Jones–Jarvis House, also known as General Foster's Headquarters and Jarvis–Slover House, is a historic home located at New Bern, Craven County, North Carolina.  It was built about 1810, and is a -story, three bay, side-hall plan, Federal style brick dwelling.  It has a one-story brick and frame rear wing.  During the American Civil War, General John G. Foster moved into this house, and it served first as his residence and later as part of the headquarters of the Eighteenth Army Corps.

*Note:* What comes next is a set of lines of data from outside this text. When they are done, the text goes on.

//! Digest builder: canonical DNA string to [`SonicDna`] record.
//!
//! Two entry points share every rule except where the SHA-256 comes from:
//!
//! - [`build_digest`] hashes locally and never suspends.
//! - [`build_digest_with`] asks a [`DigestProvider`] (possibly remote) and
//!   falls back to the local hash if the provider fails or answers with
//!   something that is not a digest.
//!
//! Both return byte-identical records for the same DNA and salt.

use async_trait::async_trait;
use chrono::Utc;
use serde::{Deserialize, Serialize};
use tracing::warn;

use crate::config::DnaConfig;
use crate::dna::SonicDna;
use crate::error::CanonicalError;
use crate::hash::{demo_hash, dna_preimage, hash_dna, is_digest_hex, sha256_hex, DigestAlgorithm};
use crate::salt::generate_salt;

/// What the resulting hash will be used for.
#[derive(Debug, Clone, Copy, Default, PartialEq, Eq, Serialize, Deserialize)]
#[serde(rename_all = "snake_case")]
pub enum Purpose {
    /// Registration, recovery, or on-chain commitment. Always SHA-256.
    #[default]
    Commitment,
    /// Offline demos only. Uses the non-cryptographic demo digest.
    Demo,
}

/// Per-call options for building a digest.
#[derive(Debug, Clone, PartialEq, Eq)]
pub struct DigestOptions {
    /// Salt to reuse. `None` generates a fresh one from the OS CSPRNG.
    pub salt: Option<String>,
    /// Stamp the record with the current time.
    pub include_timestamp: bool,
    pub purpose: Purpose,
    /// Fall back to local SHA-256 when a provider fails. Only affects
    /// [`build_digest_with`].
    pub local_fallback: bool,
}

impl Default for DigestOptions {
    fn default() -> Self {
        Self {
            salt: None,
            include_timestamp: false,
            purpose: Purpose::Commitment,
            local_fallback: true,
        }
    }
}

impl DigestOptions {
    pub fn with_salt(mut self, salt: impl Into<String>) -> Self {
        self.salt = Some(salt.into());
        self
    }

    pub fn with_timestamp(mut self) -> Self {
        self.include_timestamp = true;
        self
    }

    pub fn demo(mut self) -> Self {
        self.purpose = Purpose::Demo;
        self
    }

    pub fn without_local_fallback(mut self) -> Self {
        self.local_fallback = false;
        self
    }
}

/// Source of SHA-256 digests for the async path.
#[async_trait]
pub trait DigestProvider: Send + Sync {
    /// Short label used in logs.
    fn name(&self) -> &str;

    /// Lowercase hex SHA-256 of `data`.
    async fn sha256_hex(&self, data: &[u8]) -> Result<String, CanonicalError>;
}

/// In-process SHA-256.
#[derive(Debug, Clone, Copy, Default)]
pub struct LocalSha256;

#[async_trait]
impl DigestProvider for LocalSha256 {
    fn name(&self) -> &str {
        "local-sha256"
    }

    async fn sha256_hex(&self, data: &[u8]) -> Result<String, CanonicalError> {
        Ok(sha256_hex(data))
    }
}

/// Builds the record for `dna` with a locally computed digest.
pub fn build_digest(
    dna: String,
    cfg: &DnaConfig,
    opts: &DigestOptions,
) -> Result<SonicDna, CanonicalError> {
    let salt = resolve_salt(cfg, opts)?;
    let (hash, algorithm) = match opts.purpose {
        Purpose::Commitment => (hash_dna(&dna, &salt), DigestAlgorithm::Sha256),
        Purpose::Demo => (demo_hash(&dna, &salt), DigestAlgorithm::DemoFx),
    };
    Ok(assemble(dna, hash, salt, algorithm, cfg, opts))
}

/// Builds the record for `dna`, asking `provider` for the SHA-256.
///
/// A failed or malformed provider answer falls back to [`hash_dna`] when
/// `opts.local_fallback` is set, which yields the same bytes a healthy
/// provider would have. Without the fallback the call fails with
/// [`CanonicalError::DigestUnavailable`]; a weaker digest is never
/// substituted.
pub async fn build_digest_with(
    dna: String,
    cfg: &DnaConfig,
    opts: &DigestOptions,
    provider: &dyn DigestProvider,
) -> Result<SonicDna, CanonicalError> {
    let salt = resolve_salt(cfg, opts)?;
    if opts.purpose == Purpose::Demo {
        let hash = demo_hash(&dna, &salt);
        return Ok(assemble(dna, hash, salt, DigestAlgorithm::DemoFx, cfg, opts));
    }

    let answer = match provider.sha256_hex(&dna_preimage(&dna, &salt)).await {
        Ok(hash) => {
            let hash = hash.to_ascii_lowercase();
            if is_digest_hex(&hash) {
                Ok(hash)
            } else {
                Err(CanonicalError::DigestUnavailable(format!(
                    "provider {} returned a malformed digest",
                    provider.name()
                )))
            }
        }
        Err(err) => Err(err),
    };

    let hash = match answer {
        Ok(hash) => hash,
        Err(err) if opts.local_fallback => {
            warn!(provider = provider.name(), error = %err, "digest_provider_fallback");
            hash_dna(&dna, &salt)
        }
        Err(err) => return Err(err),
    };
    Ok(assemble(dna, hash, salt, DigestAlgorithm::Sha256, cfg, opts))
}

fn resolve_salt(cfg: &DnaConfig, opts: &DigestOptions) -> Result<String, CanonicalError> {
    cfg.validate()?;
    match &opts.salt {
        Some(salt) => Ok(salt.clone()),
        None => generate_salt(cfg.salt_bytes),
    }
}

fn assemble(
    dna: String,
    hash: String,
    salt: String,
    algorithm: DigestAlgorithm,
    cfg: &DnaConfig,
    opts: &DigestOptions,
) -> SonicDna {
    let timestamp = if opts.include_timestamp {
        Utc::now().timestamp_millis()
    } else {
        0
    };
    SonicDna {
        dna,
        hash,
        salt,
        timestamp,
        version: cfg.version,
        algorithm,
    }
}

#[cfg(test)]
mod tests {
    use super::*;
    use crate::hash::DIGEST_HEX_LEN;

    struct FailingProvider;

    #[async_trait]
    impl DigestProvider for FailingProvider {
        fn name(&self) -> &str {
            "failing"
        }

        async fn sha256_hex(&self, _data: &[u8]) -> Result<String, CanonicalError> {
            Err(CanonicalError::DigestUnavailable("offline".into()))
        }
    }

    struct GarbageProvider;

    #[async_trait]
    impl DigestProvider for GarbageProvider {
        fn name(&self) -> &str {
            "garbage"
        }

        async fn sha256_hex(&self, _data: &[u8]) -> Result<String, CanonicalError> {
            Ok("not-a-digest".into())
        }
    }

    struct UppercaseProvider;

    #[async_trait]
    impl DigestProvider for UppercaseProvider {
        fn name(&self) -> &str {
            "uppercase"
        }

        async fn sha256_hex(&self, data: &[u8]) -> Result<String, CanonicalError> {
            Ok(sha256_hex(data).to_ascii_uppercase())
        }
    }

    fn dna() -> String {
        "lpf(500)|s(bass)".to_string()
    }

    #[test]
    fn explicit_salt_is_kept() {
        let cfg = DnaConfig::default();
        let opts = DigestOptions::default().with_salt("x");
        let out = build_digest(dna(), &cfg, &opts).unwrap();
        assert_eq!(out.salt, "x");
        assert_eq!(out.hash, hash_dna("lpf(500)|s(bass)", "x"));
        assert_eq!(out.algorithm, DigestAlgorithm::Sha256);
        assert_eq!(out.timestamp, 0);
        assert!(!out.has_timestamp());
    }

    #[test]
    fn generated_salt_has_configured_size() {
        let cfg = DnaConfig {
            salt_bytes: 32,
            ..Default::default()
        };
        let out = build_digest(dna(), &cfg, &DigestOptions::default()).unwrap();
        assert_eq!(out.salt.len(), 64);
        assert_eq!(out.hash.len(), DIGEST_HEX_LEN);
    }

    #[test]
    fn timestamp_only_when_requested() {
        let cfg = DnaConfig::default();
        let opts = DigestOptions::default().with_salt("x").with_timestamp();
        let out = build_digest(dna(), &cfg, &opts).unwrap();
        assert!(out.timestamp > 0);
    }

    #[test]
    fn demo_purpose_is_labelled() {
        let cfg = DnaConfig::default();
        let opts = DigestOptions::default().with_salt("x").demo();
        let out = build_digest(dna(), &cfg, &opts).unwrap();
        assert_eq!(out.algorithm, DigestAlgorithm::DemoFx);
        assert_eq!(out.hash, demo_hash("lpf(500)|s(bass)", "x"));
    }

    #[tokio::test]
    async fn provider_path_matches_local_path() {
        let cfg = DnaConfig::default();
        let opts = DigestOptions::default().with_salt("x");
        let local = build_digest(dna(), &cfg, &opts).unwrap();
        let remote = build_digest_with(dna(), &cfg, &opts, &LocalSha256).await.unwrap();
        assert_eq!(local, remote);
    }

    #[tokio::test]
    async fn failing_provider_falls_back_to_local_sha256() {
        let cfg = DnaConfig::default();
        let opts = DigestOptions::default().with_salt("x");
        let out = build_digest_with(dna(), &cfg, &opts, &FailingProvider).await.unwrap();
        assert_eq!(out.hash, hash_dna("lpf(500)|s(bass)", "x"));
        assert_eq!(out.algorithm, DigestAlgorithm::Sha256);
    }

    #[tokio::test]
    async fn malformed_answer_without_fallback_fails_loudly() {
        let cfg = DnaConfig::default();
        let opts = DigestOptions::default().with_salt("x").without_local_fallback();
        let err = build_digest_with(dna(), &cfg, &opts, &GarbageProvider).await.unwrap_err();
        assert!(matches!(err, CanonicalError::DigestUnavailable(_)));

        let err = build_digest_with(dna(), &cfg, &opts, &FailingProvider).await.unwrap_err();
        assert!(matches!(err, CanonicalError::DigestUnavailable(_)));
    }

    #[tokio::test]
    async fn uppercase_answer_is_accepted_and_lowercased() {
        let cfg = DnaConfig::default();
        let opts = DigestOptions::default().with_salt("x").without_local_fallback();
        let out = build_digest_with(dna(), &cfg, &opts, &UppercaseProvider).await.unwrap();
        assert_eq!(out.hash, hash_dna("lpf(500)|s(bass)", "x"));
    }

    #[test]
    fn invalid_config_rejected_before_salt() {
        let cfg = DnaConfig {
            salt_bytes: 4,
            ..Default::default()
        };
        let err = build_digest(dna(), &cfg, &DigestOptions::default()).unwrap_err();
        assert!(matches!(err, CanonicalError::InvalidConfig(_)));
    }
}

It was listed on the National Register of Historic Places in 1973.

Architecture

The Jones–Jarvis House is one of New Bern's outstanding examples of federal architecture. The lot was purchased by Frederick Jones in 1810 for $1,575 and later sold to Moses Jarvis. It was occupied and listed on tax records in 1816.  The National Register of Historic Places describes it as:

"one of a small number of brick Federal houses in New Bern, all built on a side-hall plan, and all similar. Either because of site, or finish, or the occupations of their owners, however, each possesses a distinct architectural and historical character. This house, with its lots fronting on the Neuse River, is part of a group of nineteenth century brick houses at the corner of Union and East Front streets which is one of the finest architectural complexes in the state."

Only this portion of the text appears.